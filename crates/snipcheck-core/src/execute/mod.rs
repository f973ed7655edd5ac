//! Run orchestration for corpus validation.
//!
//! # Architecture
//!
//! ```text
//! Corpus
//!     │
//!     └── Assembler (rayon, per document)
//!             │
//!             └── UnitSchedule (curriculum order)
//!                     │
//!                     ├── cache hit ──────────────────────────┐
//!                     │                                       │
//!                     └── tokio task (semaphore-bounded)      │
//!                             │                               │
//!                             └── CompilerDriver ── mpsc ──► Aggregator ──► Report
//! ```
//!
//! # Module Structure
//!
//! - `context` - Abort handle and progress callbacks
//! - `validator` - The validation pipeline

mod context;
mod validator;

pub use context::{AbortHandle, CheckCallback};
pub use validator::{ValidationOutput, Validator};
//! Corpus reports and the persistent outcome cache.
//!
//! This module provides:
//! - Per-unit outcomes and the corpus [`Report`]
//! - The [`Aggregator`], the single writer of results and cache entries
//! - rkyv persistence of completed checks keyed by content hash
//! - JSON and terminal renderings

mod aggregator;
mod cache;
mod render;
mod types;

pub use aggregator::Aggregator;
pub use cache::{
    CACHE_VERSION, CacheError, CachePersistence, CacheSnapshot, CachedDiagnostic, CachedOutcome,
    OutcomeCache,
};
pub use render::{render_human, render_json};
pub use types::{DocumentSummary, Report, ReportCounts, RunStats, UnitOutcome, UnitReport};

****************************************

> **Your assignment**
Scan the listing above, and wherever a line holds the word "types", copy it.

> **Response below**
mod types;
pub use types::{DocumentSummary, Report, ReportCounts, RunStats, UnitOutcome, UnitReport};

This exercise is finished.